LISTED ENTRIES
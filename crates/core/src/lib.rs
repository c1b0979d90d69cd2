//! Campus Market Core - Shared types library.
//!
//! This crate provides common types used across all Campus Market components:
//! - `server` - HTTP backend exposing product listing and order checkout
//! - `integration-tests` - End-to-end tests against a running server
//!
//! # Architecture
//!
//! The core crate contains only types and validation logic - no I/O, no
//! database access, no HTTP handling. This keeps it lightweight and allows it
//! to be used anywhere.
//!
//! # Modules
//!
//! - [`entity`] - The `Entity` trait mapping schema types to collection names
//! - [`filter`] - Structured query predicates (equality, substring, OR-groups)
//! - [`schemas`] - Validated data shapes for products, orders, and users

#![cfg_attr(not(test), forbid(unsafe_code))]

pub mod entity;
pub mod filter;
pub mod schemas;

pub use entity::Entity;
pub use filter::{Condition, Filter};
pub use schemas::{Order, OrderItem, Product, User, ValidationError};
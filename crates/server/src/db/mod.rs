//! Document store access.
//!
//! # Collections
//!
//! - `product` - Marketplace listings
//! - `order` - Checkout orders
//! - `user` - Reserved for future authentication work
//!
//! Handlers never talk to the driver directly. They go through the
//! [`DocumentStore`] trait, which is injected via application state so tests
//! can substitute the in-memory double in [`memory`]. The production
//! implementation lives in [`mongo`].

pub mod mongo;

#[cfg(test)]
pub mod memory;

use async_trait::async_trait;
use mongodb::bson::{self, Document};
use serde::Serialize;
use thiserror::Error;

use campus_market_core::{Condition, Entity, Filter};

/// Errors from the document store layer.
#[derive(Debug, Error)]
pub enum StoreError {
    /// The underlying driver reported a failure.
    #[error("{0}")]
    Driver(#[from] mongodb::error::Error),

    /// An entity could not be serialized into a store document.
    #[error("failed to serialize document: {0}")]
    Serialize(#[from] bson::ser::Error),

    /// The store is unreachable or rejected the operation.
    #[error("{0}")]
    Unavailable(String),
}

/// Generic create/query operations against a collection-oriented store.
///
/// All methods are fallible with [`StoreError`]. An empty result set from
/// [`find`](Self::find) is `Ok(vec![])`, not an error.
#[async_trait]
pub trait DocumentStore: Send + Sync {
    /// Insert a document into the named collection and return the
    /// store-assigned identifier as an opaque string.
    async fn insert(&self, collection: &str, document: Document) -> Result<String, StoreError>;

    /// Return up to `limit` documents matching `filter`, in store-native
    /// order.
    async fn find(
        &self,
        collection: &str,
        filter: &Filter,
        limit: i64,
    ) -> Result<Vec<Document>, StoreError>;

    /// Names of the collections visible in the store.
    async fn collection_names(&self) -> Result<Vec<String>, StoreError>;

    /// Round-trip connectivity check.
    async fn ping(&self) -> Result<(), StoreError>;
}

/// Insert an entity into its collection and return the assigned id.
///
/// The entity's own fields are persisted as-is; the identifier is assigned
/// by the store, never taken from the client.
///
/// # Errors
///
/// Returns [`StoreError`] if serialization or the insert fails.
pub async fn create_document<E>(store: &dyn DocumentStore, entity: &E) -> Result<String, StoreError>
where
    E: Entity + Serialize + Sync,
{
    let document = bson::to_document(entity)?;
    store.insert(E::COLLECTION, document).await
}

/// Query an entity's collection.
///
/// # Errors
///
/// Returns [`StoreError`] if the query fails. No matches is `Ok(vec![])`.
pub async fn get_documents<E: Entity>(
    store: &dyn DocumentStore,
    filter: &Filter,
    limit: i64,
) -> Result<Vec<Document>, StoreError> {
    store.find(E::COLLECTION, filter, limit).await
}

/// Convert a stored document into its public JSON form.
///
/// The store-assigned `_id` is renamed to a public `id` string field; all
/// other fields pass through unchanged.
#[must_use]
pub fn serialize_document(mut document: Document) -> serde_json::Value {
    if let Ok(id) = document.get_object_id("_id") {
        document.remove("_id");
        document.insert("id", id.to_hex());
    }
    bson::Bson::Document(document).into_relaxed_extjson()
}

/// Evaluate a single condition against a document.
///
/// Only string fields are filterable; a missing or non-string field never
/// matches, mirroring how the store treats predicates on absent values.
fn condition_matches(condition: &Condition, document: &Document) -> bool {
    match condition {
        Condition::Eq { field, value } => document.get_str(field).is_ok_and(|s| s == value),
        Condition::Contains { field, term } => document
            .get_str(field)
            .is_ok_and(|s| s.to_lowercase().contains(&term.to_lowercase())),
    }
}

/// Evaluate a structured filter against a document.
///
/// Used by the in-memory store double and shared with unit tests so both
/// store implementations agree on filter semantics.
#[must_use]
pub fn filter_matches(filter: &Filter, document: &Document) -> bool {
    let all_hold = filter
        .required()
        .iter()
        .all(|c| condition_matches(c, document));
    let any_holds = filter.alternatives().is_empty()
        || filter
            .alternatives()
            .iter()
            .any(|c| condition_matches(c, document));
    all_hold && any_holds
}
//! Validated data shapes for store collections.
//!
//! Each schema here corresponds to one store collection (see
//! [`crate::entity::Entity`]). The shapes are wire-facing: they deserialize
//! straight from request bodies and serialize straight into store documents.
//! None of them carry an identifier field - ids are assigned by the store on
//! insert and are never client-supplied.
//!
//! Deserialization enforces presence and types; the `validate` methods
//! enforce the value constraints (non-empty strings, non-negative prices,
//! quantity and age ranges).

mod order;
mod product;
mod user;

pub use order::{Order, OrderItem, TOTAL_TOLERANCE};
pub use product::Product;
pub use user::User;

use thiserror::Error;

/// A request body field failed value-level validation.
#[derive(Debug, Clone, PartialEq, Error)]
pub enum ValidationError {
    /// A required string field is present but empty.
    #[error("{field} cannot be empty")]
    EmptyField {
        /// Name of the offending field.
        field: &'static str,
    },
    /// A numeric field is negative or not a finite number.
    #[error("{field} must be a finite number >= 0 (got {value})")]
    InvalidAmount {
        /// Name of the offending field.
        field: &'static str,
        /// The rejected value.
        value: f64,
    },
    /// An order item quantity below one.
    #[error("quantity must be >= 1 (got {value})")]
    QuantityTooSmall {
        /// The rejected quantity.
        value: u32,
    },
    /// A user age outside 0-120.
    #[error("age must be between 0 and 120 (got {value})")]
    AgeOutOfRange {
        /// The rejected age.
        value: u32,
    },
}

/// Check that a required string field is non-empty.
pub(crate) fn require_non_empty(
    field: &'static str,
    value: &str,
) -> Result<(), ValidationError> {
    if value.trim().is_empty() {
        return Err(ValidationError::EmptyField { field });
    }
    Ok(())
}

/// Check that a monetary amount is finite and non-negative.
pub(crate) fn require_amount(field: &'static str, value: f64) -> Result<(), ValidationError> {
    if !value.is_finite() || value < 0.0 {
        return Err(ValidationError::InvalidAmount { field, value });
    }
    Ok(())
}
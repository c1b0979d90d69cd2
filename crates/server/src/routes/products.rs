//! Product route handlers: create, list, and demo-data seeding.

use axum::Json;
use axum::extract::{Query, State};
use serde::Deserialize;
use serde_json::{Value, json};

use campus_market_core::{Condition, Filter, Product};

use crate::db::{self, serialize_document};
use crate::error::Result;
use crate::state::AppState;

/// Listing limit when the client does not supply one.
const DEFAULT_LIMIT: i64 = 50;

/// Query parameters for product listing.
#[derive(Debug, Deserialize)]
pub struct ListQuery {
    /// Exact category match.
    pub category: Option<String>,
    /// Free-text search across title, description, and category.
    pub q: Option<String>,
    /// Maximum number of results (default 50, no upper bound).
    pub limit: Option<i64>,
}

/// Create a product listing.
///
/// Returns `{"id": "<string>"}` with the store-assigned identifier.
pub async fn create(
    State(state): State<AppState>,
    Json(product): Json<Product>,
) -> Result<Json<Value>> {
    product.validate()?;
    let id = db::create_document(state.store(), &product).await?;
    Ok(Json(json!({ "id": id })))
}

/// List products, optionally narrowed by category and free-text search.
///
/// When both `category` and `q` are present, the category equality and the
/// free-text OR-group must both hold.
pub async fn list(
    State(state): State<AppState>,
    Query(query): Query<ListQuery>,
) -> Result<Json<Vec<Value>>> {
    let mut filter = Filter::all();
    if let Some(category) = query.category.filter(|c| !c.is_empty()) {
        filter = filter.and(Condition::eq("category", category));
    }
    if let Some(q) = query.q.filter(|q| !q.is_empty()) {
        filter = filter.any_of([
            Condition::contains("title", q.clone()),
            Condition::contains("description", q.clone()),
            Condition::contains("category", q),
        ]);
    }

    let limit = query.limit.unwrap_or(DEFAULT_LIMIT);
    let documents = db::get_documents::<Product>(state.store(), &filter, limit).await?;
    Ok(Json(documents.into_iter().map(serialize_document).collect()))
}

/// Insert demo products if the collection is empty.
///
/// Idempotent as long as the collection stays non-empty. The check and the
/// inserts are separate store calls, so two concurrent seeds against an
/// empty collection can both insert; accepted for demo data.
pub async fn seed(State(state): State<AppState>) -> Result<Json<Value>> {
    let existing = db::get_documents::<Product>(state.store(), &Filter::all(), 1).await?;
    if !existing.is_empty() {
        return Ok(Json(
            json!({ "status": "ok", "message": "Products already exist" }),
        ));
    }

    let demo = demo_products();
    for product in &demo {
        db::create_document(state.store(), product).await?;
    }
    Ok(Json(json!({ "status": "ok", "inserted": demo.len() })))
}

/// The fixed demo catalog.
fn demo_products() -> Vec<Product> {
    let entries = [
        (
            "Maggi Bowl (Hot & Fresh)",
            "Cooked to order at the canteen. Pickup in 10 mins.",
            45.0,
            "Food",
            "https://images.unsplash.com/photo-1526318472351-c75fcf070305?q=80&w=1200&auto=format&fit=crop",
            "Campus Canteen",
        ),
        (
            "Data Structures Notes (PDF)",
            "Second-year topper notes. Clean and concise.",
            79.0,
            "Notes",
            "https://images.unsplash.com/photo-1524995997946-a1c2e315a42f?q=80&w=1200&auto=format&fit=crop",
            "Ananya (CSE)",
        ),
        (
            "College Hoodie (Navy)",
            "Official club merchandise. Sizes S-XL.",
            999.0,
            "Merch",
            "https://images.unsplash.com/photo-1548883354-7622d03aca27?q=80&w=1200&auto=format&fit=crop",
            "Design Club",
        ),
        (
            "Event Pass - Battle of Bands",
            "Entry ticket for Saturday 7 PM, Auditorium.",
            199.0,
            "Events",
            "https://images.unsplash.com/photo-1459749411175-04bf5292ceea?q=80&w=1200&auto=format&fit=crop",
            "Music Club",
        ),
        (
            "Exam Kit (Pens + Highlighter)",
            "Everything you need for finals week.",
            129.0,
            "Stationery",
            "https://images.unsplash.com/photo-1481070555726-e2fe8357725c?q=80&w=1200&auto=format&fit=crop",
            "Stationery Shop",
        ),
    ];

    entries
        .into_iter()
        .map(
            |(title, description, price, category, image, seller_name)| Product {
                title: title.to_string(),
                description: Some(description.to_string()),
                price,
                category: category.to_string(),
                in_stock: true,
                image: Some(image.to_string()),
                seller_name: Some(seller_name.to_string()),
            },
        )
        .collect()
}
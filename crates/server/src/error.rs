//! Unified error handling for route handlers.
//!
//! Provides a unified `AppError` type mapped to HTTP responses. All route
//! handlers should return `Result<T, AppError>`. Response bodies carry the
//! message under a `detail` key.

use axum::{
    Json,
    http::StatusCode,
    response::{IntoResponse, Response},
};
use serde_json::json;
use thiserror::Error;

use campus_market_core::ValidationError;

use crate::db::StoreError;

/// Application-level error type for the server.
#[derive(Debug, Error)]
pub enum AppError {
    /// A request body failed value-level validation.
    #[error("{0}")]
    Validation(#[from] ValidationError),

    /// Declared order total does not match the total recomputed from items.
    #[error("Invalid total amount")]
    InvalidTotal,

    /// Document store operation failed.
    #[error("{0}")]
    Store(#[from] StoreError),
}

impl IntoResponse for AppError {
    fn into_response(self) -> Response {
        if matches!(self, Self::Store(_)) {
            tracing::error!(error = %self, "Request error");
        }

        let status = match &self {
            Self::Validation(_) | Self::InvalidTotal => StatusCode::BAD_REQUEST,
            Self::Store(_) => StatusCode::INTERNAL_SERVER_ERROR,
        };

        // The store message is surfaced verbatim; this is an internal/demo
        // deployment and the detail aids debugging. A hardened deployment
        // would redact it.
        let body = Json(json!({ "detail": self.to_string() }));

        (status, body).into_response()
    }
}

/// Result type alias for `AppError`.
pub type Result<T> = std::result::Result<T, AppError>;
//! Store diagnostics probe.
//!
//! Unlike every other route, this one never fails the request: all store
//! failures are caught and folded into descriptive strings in the body, so
//! the probe stays usable exactly when things are broken.

use axum::Json;
use axum::extract::State;
use serde::Serialize;

use crate::state::AppState;

/// Collection names reported at most.
const MAX_COLLECTIONS: usize = 10;

/// Store error messages are truncated to this many characters.
const MAX_ERROR_CHARS: usize = 50;

/// Diagnostic status body.
#[derive(Debug, Serialize)]
pub struct DiagnosticsReport {
    /// Backend liveness.
    pub backend: String,
    /// Store status, with any failure folded into the string.
    pub database: String,
    /// Whether `DATABASE_URL` is set (presence only, value never revealed).
    pub database_url: String,
    /// Whether `DATABASE_NAME` is set (presence only).
    pub database_name: String,
    /// Connection status.
    pub connection_status: String,
    /// Up to 10 collection names visible in the store.
    pub collections: Vec<String>,
}

/// Report backend liveness, store connectivity, configuration presence, and
/// visible collections.
pub async fn status(State(state): State<AppState>) -> Json<DiagnosticsReport> {
    let mut report = DiagnosticsReport {
        backend: "running".to_string(),
        database: "not available".to_string(),
        database_url: env_presence("DATABASE_URL"),
        database_name: env_presence("DATABASE_NAME"),
        connection_status: "not connected".to_string(),
        collections: Vec::new(),
    };

    match state.store().ping().await {
        Ok(()) => {
            report.database = "connected".to_string();
            report.connection_status = "connected".to_string();

            match state.store().collection_names().await {
                Ok(mut names) => {
                    names.truncate(MAX_COLLECTIONS);
                    report.collections = names;
                    report.database = "connected and working".to_string();
                }
                Err(e) => {
                    report.database = format!("connected but error: {}", truncate(&e.to_string()));
                }
            }
        }
        Err(e) => {
            report.database = format!("error: {}", truncate(&e.to_string()));
        }
    }

    Json(report)
}

/// Report whether an environment variable is set, without its value.
fn env_presence(key: &str) -> String {
    if std::env::var(key).is_ok() {
        "set".to_string()
    } else {
        "not set".to_string()
    }
}

/// Truncate an error message for the report body.
fn truncate(message: &str) -> String {
    message.chars().take(MAX_ERROR_CHARS).collect()
}

#[cfg(test)]
#[allow(clippy::unwrap_used)]
mod tests {
    use std::sync::Arc;

    use axum::http::StatusCode;
    use mongodb::bson::doc;
    use serde_json::json;

    use super::truncate;
    use crate::db::DocumentStore;
    use crate::db::memory::MemoryStore;
    use crate::routes::testing::{app, get, send};

    #[tokio::test]
    async fn healthy_store_is_reported_with_collections() {
        let store = Arc::new(MemoryStore::new());
        store
            .insert("product", doc! { "title": "Exam Kit" })
            .await
            .unwrap();
        let app = app(Arc::clone(&store));

        let (status, body) = send(&app, get("/test")).await;
        assert_eq!(status, StatusCode::OK);
        assert_eq!(body["backend"], json!("running"));
        assert_eq!(body["database"], json!("connected and working"));
        assert_eq!(body["connection_status"], json!("connected"));
        assert_eq!(body["collections"], json!(["product"]));
    }

    #[tokio::test]
    async fn store_failure_never_fails_the_request() {
        let app = app(Arc::new(MemoryStore::failing()));

        let (status, body) = send(&app, get("/test")).await;
        assert_eq!(status, StatusCode::OK);
        assert_eq!(body["backend"], json!("running"));
        assert!(body["database"].as_str().unwrap().starts_with("error:"));
        assert_eq!(body["connection_status"], json!("not connected"));
        assert_eq!(body["collections"], json!([]));
    }

    #[tokio::test]
    async fn env_presence_is_reported_without_values() {
        let app = app(Arc::new(MemoryStore::new()));
        let (_, body) = send(&app, get("/test")).await;

        for key in ["database_url", "database_name"] {
            let value = body[key].as_str().unwrap();
            assert!(value == "set" || value == "not set");
        }
        // The connection string itself must never leak.
        assert!(!body.to_string().contains("mongodb://"));
    }

    #[test]
    fn truncate_caps_long_messages() {
        let long = "x".repeat(200);
        assert_eq!(truncate(&long).chars().count(), 50);
        assert_eq!(truncate("short"), "short");
    }
}
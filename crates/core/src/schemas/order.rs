//! Order and order-item schemas for checkout.

use serde::{Deserialize, Serialize};

use super::{ValidationError, require_amount, require_non_empty};
use crate::entity::Entity;

/// Tolerance for comparing a client-declared order total against the total
/// recomputed from its items.
pub const TOTAL_TOLERANCE: f64 = 0.01;

/// One line of an order.
///
/// Every field except `product_id` is a snapshot taken at checkout time,
/// deliberately decoupled from the live product it came from. `product_id`
/// is a plain string reference, not an enforced foreign key.
#[derive(Debug, Clone, PartialEq, Serialize, Deserialize)]
pub struct OrderItem {
    /// Product document id this item was created from.
    pub product_id: String,
    /// Snapshot of the product title.
    pub title: String,
    /// Unit price at checkout.
    pub price: f64,
    /// Quantity purchased.
    pub quantity: u32,
    /// Snapshot of the image URL.
    pub image: Option<String>,
}

impl OrderItem {
    /// Validate value-level constraints.
    ///
    /// # Errors
    ///
    /// Returns [`ValidationError`] if `product_id` or `title` is empty,
    /// `price` is negative or not finite, or `quantity` is zero.
    pub fn validate(&self) -> Result<(), ValidationError> {
        require_non_empty("product_id", &self.product_id)?;
        require_non_empty("title", &self.title)?;
        require_amount("price", self.price)?;
        if self.quantity < 1 {
            return Err(ValidationError::QuantityTooSmall {
                value: self.quantity,
            });
        }
        Ok(())
    }

    /// Line total for this item.
    #[must_use]
    pub fn line_total(&self) -> f64 {
        self.price * f64::from(self.quantity)
    }
}

/// A checkout order.
///
/// `payment_method` and `status` default to `"COD"` and `"pending"` when
/// omitted; when supplied they are stored as-is. `total_amount` is declared
/// by the client and checked against the items at creation time only.
#[derive(Debug, Clone, PartialEq, Serialize, Deserialize)]
pub struct Order {
    /// Buyer name.
    pub buyer_name: String,
    /// Buyer email.
    pub buyer_email: String,
    /// Items in this order.
    pub items: Vec<OrderItem>,
    /// Payment method, e.g. UPI or COD.
    #[serde(default = "default_payment_method")]
    pub payment_method: String,
    /// Order status.
    #[serde(default = "default_status")]
    pub status: String,
    /// Client-declared total amount.
    pub total_amount: f64,
}

fn default_payment_method() -> String {
    "COD".to_string()
}

fn default_status() -> String {
    "pending".to_string()
}

impl Entity for Order {
    const COLLECTION: &'static str = "order";
}

impl Order {
    /// Validate value-level constraints on the order and each item.
    ///
    /// # Errors
    ///
    /// Returns [`ValidationError`] if `buyer_name` or `buyer_email` is empty,
    /// `total_amount` is negative or not finite, or any item fails its own
    /// validation.
    pub fn validate(&self) -> Result<(), ValidationError> {
        require_non_empty("buyer_name", &self.buyer_name)?;
        require_non_empty("buyer_email", &self.buyer_email)?;
        require_amount("total_amount", self.total_amount)?;
        for item in &self.items {
            item.validate()?;
        }
        Ok(())
    }

    /// Total recomputed from the items.
    #[must_use]
    pub fn computed_total(&self) -> f64 {
        self.items.iter().map(OrderItem::line_total).sum()
    }

    /// Whether the declared total matches the recomputed total within
    /// [`TOTAL_TOLERANCE`].
    #[must_use]
    pub fn total_matches(&self) -> bool {
        (self.computed_total() - self.total_amount).abs() <= TOTAL_TOLERANCE
    }
}

#[cfg(test)]
#[allow(clippy::unwrap_used)]
mod tests {
    use super::*;

    fn item(price: f64, quantity: u32) -> OrderItem {
        OrderItem {
            product_id: "64f0c2ab9d1e8a5b3c7d9e01".to_string(),
            title: "Maggi Bowl (Hot & Fresh)".to_string(),
            price,
            quantity,
            image: None,
        }
    }

    fn order(items: Vec<OrderItem>, total_amount: f64) -> Order {
        Order {
            buyer_name: "Ravi".to_string(),
            buyer_email: "ravi@campus.edu".to_string(),
            items,
            payment_method: "COD".to_string(),
            status: "pending".to_string(),
            total_amount,
        }
    }

    #[test]
    fn matching_total_is_accepted() {
        let order = order(vec![item(45.0, 2)], 90.0);
        assert!(order.validate().is_ok());
        assert!(order.total_matches());
    }

    #[test]
    fn tampered_total_is_detected() {
        let order = order(vec![item(45.0, 2)], 95.0);
        assert!(order.validate().is_ok());
        assert!(!order.total_matches());
    }

    #[test]
    fn total_within_tolerance_is_accepted() {
        let order = order(vec![item(33.33, 3)], 99.99);
        assert!(order.total_matches());
    }

    #[test]
    fn computed_total_sums_all_lines() {
        let order = order(vec![item(45.0, 2), item(79.0, 1)], 169.0);
        assert!((order.computed_total() - 169.0).abs() < f64::EPSILON);
        assert!(order.total_matches());
    }

    #[test]
    fn zero_quantity_item_is_rejected() {
        let order = order(vec![item(45.0, 0)], 0.0);
        assert_eq!(
            order.validate(),
            Err(ValidationError::QuantityTooSmall { value: 0 })
        );
    }

    #[test]
    fn negative_item_price_is_rejected() {
        let order = order(vec![item(-45.0, 1)], -45.0);
        assert!(order.validate().is_err());
    }

    #[test]
    fn empty_buyer_name_is_rejected() {
        let mut order = order(vec![item(45.0, 1)], 45.0);
        order.buyer_name = String::new();
        assert_eq!(
            order.validate(),
            Err(ValidationError::EmptyField {
                field: "buyer_name"
            })
        );
    }

    #[test]
    fn payment_method_and_status_default() {
        let order: Order = serde_json::from_value(serde_json::json!({
            "buyer_name": "Ravi",
            "buyer_email": "ravi@campus.edu",
            "items": [{
                "product_id": "abc123",
                "title": "Maggi Bowl (Hot & Fresh)",
                "price": 45.0,
                "quantity": 2,
            }],
            "total_amount": 90.0,
        }))
        .unwrap();
        assert_eq!(order.payment_method, "COD");
        assert_eq!(order.status, "pending");
    }

    #[test]
    fn supplied_status_is_kept_verbatim() {
        let order: Order = serde_json::from_value(serde_json::json!({
            "buyer_name": "Ravi",
            "buyer_email": "ravi@campus.edu",
            "items": [],
            "payment_method": "UPI",
            "status": "paid",
            "total_amount": 0.0,
        }))
        .unwrap();
        assert_eq!(order.payment_method, "UPI");
        assert_eq!(order.status, "paid");
    }
}
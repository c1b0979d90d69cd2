//! MongoDB implementation of the document store.

use async_trait::async_trait;
use futures::TryStreamExt;
use mongodb::bson::{Bson, Document, doc};
use mongodb::{Client, Database};
use secrecy::ExposeSecret;

use campus_market_core::{Condition, Filter};

use super::{DocumentStore, StoreError};
use crate::config::ServerConfig;

/// Document store backed by a MongoDB database.
///
/// Created once at startup and shared across all handlers; the driver's own
/// connection pooling and per-document write atomicity are relied upon.
pub struct MongoStore {
    database: Database,
}

impl MongoStore {
    /// Connect to the database named in the configuration.
    ///
    /// # Errors
    ///
    /// Returns `StoreError` if the connection string is invalid or the
    /// client cannot be created.
    pub async fn connect(config: &ServerConfig) -> Result<Self, StoreError> {
        let client = Client::with_uri_str(config.database_url.expose_secret()).await?;
        let database = client.database(&config.database_name);
        Ok(Self { database })
    }
}

#[async_trait]
impl DocumentStore for MongoStore {
    async fn insert(&self, collection: &str, document: Document) -> Result<String, StoreError> {
        let result = self
            .database
            .collection::<Document>(collection)
            .insert_one(document)
            .await?;

        match result.inserted_id {
            Bson::ObjectId(id) => Ok(id.to_hex()),
            other => Err(StoreError::Unavailable(format!(
                "insert returned unexpected id type: {other}"
            ))),
        }
    }

    async fn find(
        &self,
        collection: &str,
        filter: &Filter,
        limit: i64,
    ) -> Result<Vec<Document>, StoreError> {
        let cursor = self
            .database
            .collection::<Document>(collection)
            .find(to_query(filter))
            .limit(limit)
            .await?;

        Ok(cursor.try_collect().await?)
    }

    async fn collection_names(&self) -> Result<Vec<String>, StoreError> {
        Ok(self.database.list_collection_names().await?)
    }

    async fn ping(&self) -> Result<(), StoreError> {
        self.database.run_command(doc! { "ping": 1 }).await?;
        Ok(())
    }
}

/// Translate a structured filter into a MongoDB query document.
fn to_query(filter: &Filter) -> Document {
    let mut query = Document::new();
    for condition in filter.required() {
        let (field, value) = condition_to_bson(condition);
        query.insert(field, value);
    }
    if !filter.alternatives().is_empty() {
        let branches: Vec<Document> = filter
            .alternatives()
            .iter()
            .map(|condition| {
                let (field, value) = condition_to_bson(condition);
                let mut branch = Document::new();
                branch.insert(field, value);
                branch
            })
            .collect();
        query.insert("$or", branches);
    }
    query
}

/// Translate one condition into a field/value pair.
///
/// Substring terms are regex-escaped so user input is always matched
/// literally, never interpreted as pattern syntax.
fn condition_to_bson(condition: &Condition) -> (String, Bson) {
    match condition {
        Condition::Eq { field, value } => ((*field).to_string(), Bson::String(value.clone())),
        Condition::Contains { field, term } => (
            (*field).to_string(),
            Bson::Document(doc! { "$regex": regex::escape(term), "$options": "i" }),
        ),
    }
}
//! User schema, reserved for future authentication work.
//!
//! No route exposes users today; the schema exists so the `user` collection
//! has a defined shape when auth lands.

use serde::{Deserialize, Serialize};

use super::{ValidationError, require_non_empty};
use crate::entity::Entity;

/// A marketplace user.
#[derive(Debug, Clone, PartialEq, Serialize, Deserialize)]
pub struct User {
    /// Full name.
    pub name: String,
    /// Email address.
    pub email: String,
    /// Postal address.
    pub address: Option<String>,
    /// Age in years, 0-120.
    pub age: Option<u32>,
    /// Whether the user is active.
    #[serde(default = "default_is_active")]
    pub is_active: bool,
}

const fn default_is_active() -> bool {
    true
}

impl Entity for User {
    const COLLECTION: &'static str = "user";
}

impl User {
    /// Validate value-level constraints.
    ///
    /// # Errors
    ///
    /// Returns [`ValidationError`] if `name` or `email` is empty, or if `age`
    /// is above 120.
    pub fn validate(&self) -> Result<(), ValidationError> {
        require_non_empty("name", &self.name)?;
        require_non_empty("email", &self.email)?;
        if let Some(age) = self.age {
            if age > 120 {
                return Err(ValidationError::AgeOutOfRange { value: age });
            }
        }
        Ok(())
    }
}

WHAT THE EXERCISE ASKS
Go line by line through the records above and copy each one containing "Some".

TASK RESULT
    if let Some(category) = query.category.filter(|c| !c.is_empty()) {
    if let Some(q) = query.q.filter(|q| !q.is_empty()) {
                description: Some(description.to_string()),
                image: Some(image.to_string()),
                seller_name: Some(seller_name.to_string()),
        if let Some(age) = self.age {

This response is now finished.